• [Exercise instructions] How many lines within the records include the word "live"? Only that number should be given.

• [Supplied material]
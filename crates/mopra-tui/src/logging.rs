//! File-backed tracing setup. The terminal belongs to the UI, so nothing is
//! ever written to stdout or stderr.

use std::fs::{self, OpenOptions};
use std::path::PathBuf;
use std::sync::Mutex;

use anyhow::{anyhow, Context, Result};
use tracing_subscriber::EnvFilter;

/// Environment variable holding an `EnvFilter` directive string
pub const LOG_ENV: &str = "MOPRA_LOG";

pub fn log_path() -> Result<PathBuf> {
    let data_dir = dirs::data_dir()
        .ok_or_else(|| anyhow!("Could not determine data directory"))?;
    Ok(data_dir.join("mopra").join("mopra.log"))
}

/// Filter used when `MOPRA_LOG` is unset: our crates at `level`, the rest at warn.
pub fn default_directives(level: Option<&str>) -> String {
    format!("mopra={},warn", level.unwrap_or("info"))
}

/// Install the global subscriber, appending to the log file. Returns its path.
pub fn init(level: Option<&str>) -> Result<PathBuf> {
    let path = log_path()?;
    if let Some(parent) = path.parent() {
        fs::create_dir_all(parent)?;
    }

    let file = OpenOptions::new()
        .create(true)
        .append(true)
        .open(&path)
        .with_context(|| format!("Failed to open log file {:?}", path))?;

    let filter = EnvFilter::try_from_env(LOG_ENV)
        .unwrap_or_else(|_| EnvFilter::new(default_directives(level)));

    tracing_subscriber::fmt()
        .with_env_filter(filter)
        .with_writer(Mutex::new(file))
        .with_ansi(false)
        .with_target(true)
        .try_init()
        .map_err(|e| anyhow!("Failed to initialize logging: {}", e))?;

    Ok(path)
}
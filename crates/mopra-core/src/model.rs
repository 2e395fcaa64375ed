use anyhow::Result;

use crate::storage::KeyValueStore;

/// Storage key holding the selected model id
pub const SELECTED_MODEL_KEY: &str = "selectedModel";

pub const DEFAULT_MODEL: &str = "phi3";

/// Models the backend can serve: (id, display label)
const MODELS: &[(&str, &str)] = &[("phi3", "Phi-3")];

pub fn all() -> Vec<&'static str> {
    MODELS.iter().map(|(id, _)| *id).collect()
}

pub fn is_known(id: &str) -> bool {
    MODELS.iter().any(|(known, _)| *known == id)
}

/// Display label for a model id, falling back to the id itself.
pub fn display_name(id: &str) -> &str {
    MODELS
        .iter()
        .find(|(known, _)| *known == id)
        .map(|(_, label)| *label)
        .unwrap_or(id)
}

/// Model tag recorded on user messages: the id without any `:variant` suffix.
pub fn base_id(id: &str) -> &str {
    id.split(':').next().unwrap_or(id)
}

/// Restore the persisted selection, ignoring ids no longer in the catalog.
pub fn load_selected(store: &dyn KeyValueStore, fallback: &str) -> Result<String> {
    let saved = store.get(SELECTED_MODEL_KEY)?;
    let chosen = saved
        .filter(|id| is_known(id))
        .unwrap_or_else(|| {
            if is_known(fallback) {
                fallback.to_string()
            } else {
                DEFAULT_MODEL.to_string()
            }
        });
    Ok(chosen)
}

pub fn save_selected(store: &mut dyn KeyValueStore, id: &str) -> Result<()> {
    store.set(SELECTED_MODEL_KEY, id)
}
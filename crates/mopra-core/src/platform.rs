/// External AI backends the online-search proxy can route to
#[derive(Debug, Clone, Copy, PartialEq, Eq, Default)]
pub enum SearchPlatform {
    #[default]
    ChatGpt,
    Claude,
    Gemini,
    Copilot,
    DeepSeek,
}

impl SearchPlatform {
    pub fn as_str(&self) -> &'static str {
        match self {
            SearchPlatform::ChatGpt => "chatgpt",
            SearchPlatform::Claude => "claude",
            SearchPlatform::Gemini => "gemini",
            SearchPlatform::Copilot => "copilot",
            SearchPlatform::DeepSeek => "deepseek",
        }
    }

    pub fn from_str(s: &str) -> Option<Self> {
        match s.to_lowercase().as_str() {
            "chatgpt" => Some(SearchPlatform::ChatGpt),
            "claude" => Some(SearchPlatform::Claude),
            "gemini" => Some(SearchPlatform::Gemini),
            "copilot" => Some(SearchPlatform::Copilot),
            "deepseek" => Some(SearchPlatform::DeepSeek),
            _ => None,
        }
    }

    pub fn all() -> Vec<SearchPlatform> {
        vec![
            SearchPlatform::ChatGpt,
            SearchPlatform::Claude,
            SearchPlatform::Gemini,
            SearchPlatform::Copilot,
            SearchPlatform::DeepSeek,
        ]
    }

    pub fn display_name(&self) -> &'static str {
        match self {
            SearchPlatform::ChatGpt => "ChatGPT",
            SearchPlatform::Claude => "Claude",
            SearchPlatform::Gemini => "Gemini",
            SearchPlatform::Copilot => "Copilot",
            SearchPlatform::DeepSeek => "DeepSeek",
        }
    }

    /// The platform after this one, wrapping around.
    pub fn next(&self) -> Self {
        let all = Self::all();
        let idx = all.iter().position(|p| p == self).unwrap_or(0);
        all[(idx + 1) % all.len()]
    }
}
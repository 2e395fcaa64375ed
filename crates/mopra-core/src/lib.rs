pub mod api;
pub mod config;
pub mod controller;
pub mod error;
pub mod history;
pub mod memory;
pub mod model;
pub mod platform;
pub mod search;
pub mod state;
pub mod status;
pub mod storage;

// Re-export main types for convenience
pub use api::{Answer, MopraClient};
pub use config::Config;
pub use controller::{ChatController, Completion, Confirmation, Transcript, UiAction};
pub use error::{ApiError, ApiResult};
pub use history::ConversationHistory;
pub use memory::{MemoryEntry, MemoryPanel, MemoryView};
pub use platform::SearchPlatform;
pub use search::{SearchPanel, SearchView};
pub use state::{ChatMessage, ChatRole};
pub use status::{Status, StatusBadge, Tone};
pub use storage::{FileStore, KeyValueStore, MemoryStore};
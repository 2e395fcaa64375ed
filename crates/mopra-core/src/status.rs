//! The status badge: the single indicator of what the client is doing.

use std::time::Duration;

use tokio::task::JoinHandle;

/// How long a transient success status stays up before reverting to Ready
pub const STATUS_RESET_DELAY: Duration = Duration::from_secs(2);

/// Color family of a status, independent of any rendering toolkit
#[derive(Debug, Clone, Copy, PartialEq, Eq)]
pub enum Tone {
    Success,
    Warning,
    Danger,
    Secondary,
}

#[derive(Debug, Clone, Copy, PartialEq, Eq)]
pub enum Status {
    Ready,
    Processing,
    Error,
    Stopping,
    Stopped,
    StopFailed,
    Optimizing,
    Optimized,
    OptimizationFailed,
    LoadingModel,
}

impl Status {
    pub fn label(&self) -> &'static str {
        match self {
            Status::Ready => "Ready",
            Status::Processing => "Processing",
            Status::Error => "Error",
            Status::Stopping => "Stopping...",
            Status::Stopped => "Stopped",
            Status::StopFailed => "Stop Failed",
            Status::Optimizing => "Optimizing RAM...",
            Status::Optimized => "RAM Optimized",
            Status::OptimizationFailed => "Optimization Failed",
            Status::LoadingModel => "Loading Model...",
        }
    }

    pub fn tone(&self) -> Tone {
        match self {
            Status::Ready | Status::Optimized => Tone::Success,
            Status::Processing | Status::Stopping | Status::Optimizing | Status::LoadingModel => {
                Tone::Warning
            }
            Status::Error | Status::StopFailed | Status::OptimizationFailed => Tone::Danger,
            Status::Stopped => Tone::Secondary,
        }
    }
}

/// Current status plus at most one scheduled revert to Ready.
///
/// Every transition bumps `generation` and aborts the pending revert, so a
/// revert only ever lands on the status that scheduled it.
#[derive(Debug)]
pub struct StatusBadge {
    status: Status,
    generation: u64,
    reset: Option<JoinHandle<()>>,
}

impl Default for StatusBadge {
    fn default() -> Self {
        Self {
            status: Status::Ready,
            generation: 0,
            reset: None,
        }
    }
}

impl StatusBadge {
    pub fn new() -> Self {
        Self::default()
    }

    pub fn status(&self) -> Status {
        self.status
    }

    pub fn generation(&self) -> u64 {
        self.generation
    }

    pub fn has_pending_reset(&self) -> bool {
        self.reset.is_some()
    }

    pub fn set(&mut self, status: Status) {
        if let Some(handle) = self.reset.take() {
            handle.abort();
        }
        self.generation += 1;
        self.status = status;
    }

    /// Set `status` and schedule `notify(generation)` after `after`.
    ///
    /// The owner feeds that generation back through [`StatusBadge::apply_reset`]
    /// on its own thread. Must be called from within a tokio runtime.
    pub fn set_with_reset<F>(&mut self, status: Status, after: Duration, notify: F)
    where
        F: FnOnce(u64) + Send + 'static,
    {
        self.set(status);
        let generation = self.generation;
        self.reset = Some(tokio::spawn(async move {
            tokio::time::sleep(after).await;
            notify(generation);
        }));
    }

    /// Revert to Ready if nothing has changed since the reset was scheduled.
    /// Returns whether the revert was applied.
    pub fn apply_reset(&mut self, generation: u64) -> bool {
        if generation != self.generation {
            return false;
        }
        self.reset = None;
        self.set(Status::Ready);
        true
    }
}

impl Drop for StatusBadge {
    fn drop(&mut self) {
        if let Some(handle) = self.reset.take() {
            handle.abort();
        }
    }
}
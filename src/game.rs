use tracing::{debug, info, instrument};

use crate::board::Board;
use crate::error::GameError;
use crate::types::{GameResult, GameState, MoveOutcome, Player, Position, Score, Turn, Winner};

/// One Othello game: the board plus whose turn it is and whether play has ended.
///
/// The board only changes through [`Game::make_move`] and [`Game::reset`].
#[derive(Debug, Clone, PartialEq, Eq)]
pub struct Game {
    board: Board,
    current_player: Player,
    game_over: bool,
    winner: Option<Winner>,
    score: Score,
    is_pass: bool,
    flipped: Vec<Position>,
}

impl Game {
    pub fn new() -> Self {
        let board = Board::new();
        Self {
            board,
            current_player: Player::Black,
            game_over: false,
            winner: None,
            score: board.count(),
            is_pass: false,
            flipped: Vec::new(),
        }
    }

    pub fn board(&self) -> &Board {
        &self.board
    }

    /// Meaningless once the game is over.
    pub fn current_player(&self) -> Player {
        self.current_player
    }

    pub fn is_game_over(&self) -> bool {
        self.game_over
    }

    /// `None` while the game is live.
    pub fn winner(&self) -> Option<Winner> {
        self.winner
    }

    pub fn score(&self) -> Score {
        self.score
    }

    pub fn is_valid_move(&self, row: u8, col: u8, player: Player) -> Result<bool, GameError> {
        let pos = Position::new(row, col)?;
        Ok(self.board.is_valid_move(pos, player))
    }

    /// Legal targets for `player` in row-major order.
    pub fn valid_moves(&self, player: Player) -> Vec<Position> {
        self.board.valid_moves(player)
    }

    /// Plays `(row, col)` for the current player.
    ///
    /// Rejections leave the game untouched.
    #[instrument(skip(self), fields(player = ?self.current_player))]
    pub fn make_move(&mut self, row: u8, col: u8) -> Result<MoveOutcome, GameError> {
        if self.game_over {
            debug!("move rejected: game is over");
            return Err(GameError::GameAlreadyOver);
        }

        let pos = Position::new(row, col)?;
        let player = self.current_player;
        if !self.board.is_valid_move(pos, player) {
            debug!(square = %pos, "move rejected: illegal");
            return Err(GameError::IllegalMove { row, col });
        }

        let flipped = self.board.place(pos, player);
        self.score = self.board.count();
        debug_assert_eq!(self.score.empty(), self.board.empty_count());
        self.flipped = flipped.clone();
        let turn = self.switch_turn(player);
        self.is_pass = matches!(turn, Turn::Passed { .. });

        Ok(MoveOutcome {
            player,
            position: pos,
            flipped,
            turn,
        })
    }

    /// Restores the opening position. Same as constructing a fresh game.
    #[instrument(skip(self))]
    pub fn reset(&mut self) {
        *self = Self::new();
    }

    pub fn to_game_state(&self) -> GameState {
        GameState {
            board: self.board.to_array().to_vec(),
            current_player: self.current_player.code(),
            black_count: self.score.black,
            white_count: self.score.white,
            is_game_over: self.game_over,
            winner: self.winner.map(Winner::code),
            is_pass: self.is_pass,
            flipped: self.flipped.iter().map(|pos| pos.index() as u8).collect(),
        }
    }

    /// Final counts, or `None` while the game is live.
    pub fn to_game_result(&self) -> Option<GameResult> {
        self.winner.map(|winner| GameResult {
            winner: winner.code(),
            black_count: self.score.black,
            white_count: self.score.white,
        })
    }

    fn switch_turn(&mut self, mover: Player) -> Turn {
        let opponent = mover.opponent();

        if self.board.has_valid_move(opponent) {
            self.current_player = opponent;
            return Turn::Next(opponent);
        }

        if self.board.has_valid_move(mover) {
            debug!(skipped = ?opponent, "no legal moves, turn passes back to {:?}", mover);
            return Turn::Passed { skipped: opponent };
        }

        Turn::GameOver(self.end_game())
    }

    fn end_game(&mut self) -> Winner {
        let winner = self.score.winner();
        self.game_over = true;
        self.winner = Some(winner);
        info!(
            ?winner,
            black = self.score.of(Player::Black),
            white = self.score.of(Player::White),
            "game over"
        );
        winner
    }

    #[cfg(test)]
    fn set_board_for_test(&mut self, board: Board, current_player: Player) {
        self.board = board;
        self.current_player = current_player;
        self.score = board.count();
        self.game_over = false;
        self.winner = None;
        self.is_pass = false;
        self.flipped.clear();
    }
}

impl Default for Game {
    fn default() -> Self {
        Self::new()
    }
}

#[cfg(test)]
mod tests {
    use super::*;
    use crate::types::Cell;

    const FULL_BOARD: u64 = u64::MAX;
    const TOP_HALF: u64 = 0x0000_0000_FFFF_FFFF;

    fn bit(row: usize, col: usize) -> u64 {
        1u64 << (row * 8 + col)
    }

    fn pos(row: u8, col: u8) -> Position {
        Position::new(row, col).unwrap()
    }

    fn game_with(black: u64, white: u64, to_move: Player) -> Game {
        let mut game = Game::new();
        game.set_board_for_test(Board::from_bitboards(black, white), to_move);
        game
    }

    fn assert_score_matches_board(game: &Game) {
        let score = game.score();
        let empty = game
            .board()
            .rows()
            .iter()
            .flatten()
            .filter(|&&cell| cell == Cell::Empty)
            .count();
        assert_eq!(score, game.board().count());
        assert_eq!(score.black as usize + score.white as usize + empty, 64);
    }

    #[test]
    fn initial_state_is_correct() {
        let game = Game::new();
        let state = game.to_game_state();

        assert_eq!(game.current_player(), Player::Black);
        assert_eq!(game.score(), Score { black: 2, white: 2 });
        assert!(!game.is_game_over());
        assert_eq!(game.winner(), None);
        assert_eq!(game.to_game_result(), None);
        assert!(!state.is_pass);
        assert!(state.flipped.is_empty());
        assert_eq!(state.winner, None);
        assert_eq!(game.valid_moves(Player::Black).len(), 4);
        assert_score_matches_board(&game);
    }

    #[test]
    fn known_first_move_flips_one_stone() {
        let mut game = Game::new();

        let outcome = game.make_move(2, 3).unwrap();

        assert_eq!(outcome.player, Player::Black);
        assert_eq!(outcome.position, pos(2, 3));
        assert_eq!(outcome.flipped, vec![pos(3, 3)]);
        assert_eq!(outcome.turn, Turn::Next(Player::White));
        assert_eq!(game.score(), Score { black: 4, white: 1 });
        assert_eq!(game.current_player(), Player::White);
        assert_eq!(game.board().cell(pos(3, 3)), Cell::Black);
        assert_eq!(game.to_game_state().flipped, vec![27]);
    }

    #[test]
    fn illegal_player_move_returns_error_and_keeps_state() {
        let mut game = Game::new();
        let before = game.clone();

        assert_eq!(
            game.make_move(0, 0),
            Err(GameError::IllegalMove { row: 0, col: 0 })
        );
        assert_eq!(
            game.make_move(3, 3),
            Err(GameError::IllegalMove { row: 3, col: 3 })
        );
        // c3 touches d4 diagonally, but that run ends e5 white then f6 empty.
        assert_eq!(
            game.make_move(2, 2),
            Err(GameError::IllegalMove { row: 2, col: 2 })
        );
        assert_eq!(game, before);
    }

    #[test]
    fn out_of_range_coordinates_are_rejected() {
        let mut game = Game::new();
        let before = game.clone();

        assert_eq!(
            game.make_move(8, 3),
            Err(GameError::InvalidCoordinate { row: 8, col: 3 })
        );
        assert_eq!(
            game.is_valid_move(2, 255, Player::Black),
            Err(GameError::InvalidCoordinate { row: 2, col: 255 })
        );
        assert_eq!(game, before);
    }

    #[test]
    fn is_valid_move_checks_the_given_player() {
        let game = Game::new();

        assert_eq!(game.is_valid_move(2, 3, Player::Black), Ok(true));
        assert_eq!(game.is_valid_move(2, 3, Player::White), Ok(false));
        assert_eq!(game.is_valid_move(2, 4, Player::White), Ok(true));
    }

    #[test]
    fn opponent_without_moves_is_skipped() {
        // Black a1, a5; white b1, b5. After black c1 takes b1, white has
        // nothing to capture but black can still play c5.
        let mut game = game_with(bit(0, 0) | bit(4, 0), bit(0, 1) | bit(4, 1), Player::Black);

        let outcome = game.make_move(0, 2).unwrap();

        assert_eq!(outcome.flipped, vec![pos(0, 1)]);
        assert_eq!(outcome.turn, Turn::Passed { skipped: Player::White });
        assert_eq!(game.current_player(), Player::Black);
        assert!(!game.is_game_over());
        assert!(game.to_game_state().is_pass);
        assert_eq!(game.valid_moves(Player::White), Vec::new());
        assert_eq!(game.valid_moves(Player::Black), vec![pos(4, 2)]);

        let outcome = game.make_move(4, 2).unwrap();

        assert_eq!(outcome.turn, Turn::GameOver(Winner::Black));
        assert!(!game.to_game_state().is_pass);
        assert_eq!(game.score(), Score { black: 6, white: 0 });
    }

    #[test]
    fn both_sides_stuck_ends_game_before_board_is_full() {
        // Black c1 takes b1; the white stones on row 8 are unreachable.
        let white = bit(0, 1) | bit(7, 5) | bit(7, 6) | bit(7, 7);
        let mut game = game_with(bit(0, 0), white, Player::Black);

        let outcome = game.make_move(0, 2).unwrap();

        assert_eq!(outcome.turn, Turn::GameOver(Winner::Draw));
        assert!(game.is_game_over());
        assert_eq!(game.winner(), Some(Winner::Draw));
        assert_eq!(game.score(), Score { black: 3, white: 3 });
        assert_eq!(game.board().empty_count(), 58);
    }

    #[test]
    fn full_board_after_move_sets_game_over() {
        let black = bit(0, 1);
        let white = FULL_BOARD ^ bit(0, 0) ^ black;
        let mut game = game_with(black, white, Player::White);

        let outcome = game.make_move(0, 0).unwrap();
        let state = game.to_game_state();

        assert_eq!(outcome.turn, Turn::GameOver(Winner::White));
        assert!(state.is_game_over);
        assert_eq!(state.black_count, 0);
        assert_eq!(state.white_count, 64);
        assert_eq!(state.flipped, vec![1]);
        assert_eq!(state.winner, Some(2));
        assert_eq!(
            game.to_game_result(),
            Some(GameResult {
                winner: 2,
                black_count: 0,
                white_count: 64,
            })
        );
    }

    #[test]
    fn full_board_with_equal_counts_is_a_draw() {
        // Top half black except a1 (empty) and b1 (white); bottom half white.
        let black = TOP_HALF ^ bit(0, 0) ^ bit(0, 1);
        let white = !TOP_HALF | bit(0, 1);
        let mut game = game_with(black, white, Player::Black);

        let outcome = game.make_move(0, 0).unwrap();

        assert_eq!(outcome.flipped, vec![pos(0, 1)]);
        assert_eq!(outcome.turn, Turn::GameOver(Winner::Draw));
        assert_eq!(game.score(), Score { black: 32, white: 32 });
        assert_eq!(game.to_game_result().map(|result| result.winner), Some(0));
    }

    #[test]
    fn white_wins_when_it_holds_more_stones() {
        let mut game = game_with(bit(0, 1), bit(0, 0), Player::White);

        let outcome = game.make_move(0, 2).unwrap();

        assert_eq!(outcome.turn, Turn::GameOver(Winner::White));
        assert_eq!(game.winner(), Some(Winner::White));
        assert_eq!(game.score(), Score { black: 0, white: 3 });
    }

    #[test]
    fn finished_game_rejects_moves_without_changes() {
        let mut game = game_with(bit(0, 1), bit(0, 0), Player::White);
        game.make_move(0, 2).unwrap();
        let before = game.clone();

        assert_eq!(game.make_move(0, 3), Err(GameError::GameAlreadyOver));
        assert_eq!(game.make_move(9, 9), Err(GameError::GameAlreadyOver));
        assert_eq!(game, before);
    }

    #[test]
    fn self_play_keeps_score_in_sync_until_game_over() {
        let mut game = Game::new();
        let mut moves = 0;

        while !game.is_game_over() {
            let player = game.current_player();
            let candidates = game.valid_moves(player);
            assert!(!candidates.is_empty(), "{player:?} to move without legal moves");

            let target = candidates[candidates.len() / 2];
            game.make_move(target.row(), target.col()).unwrap();
            assert_score_matches_board(&game);
            assert_eq!(game.winner().is_some(), game.is_game_over());

            moves += 1;
            assert!(moves <= 60);
        }

        let score = game.score();
        assert_eq!(game.winner(), Some(score.winner()));
        assert!(game.valid_moves(Player::Black).is_empty());
        assert!(game.valid_moves(Player::White).is_empty());
    }

    #[test]
    fn reset_restores_opening_from_any_state() {
        let fresh = Game::new();

        let mut game = Game::new();
        game.reset();
        assert_eq!(game, fresh);

        game.make_move(2, 3).unwrap();
        game.make_move(2, 2).unwrap();
        game.reset();
        assert_eq!(game, fresh);

        let mut finished = game_with(bit(0, 1), bit(0, 0), Player::White);
        finished.make_move(0, 2).unwrap();
        assert!(finished.is_game_over());
        finished.reset();
        assert_eq!(finished, fresh);
        assert_eq!(finished.to_game_state(), fresh.to_game_state());
    }
}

• [Worked solution] 2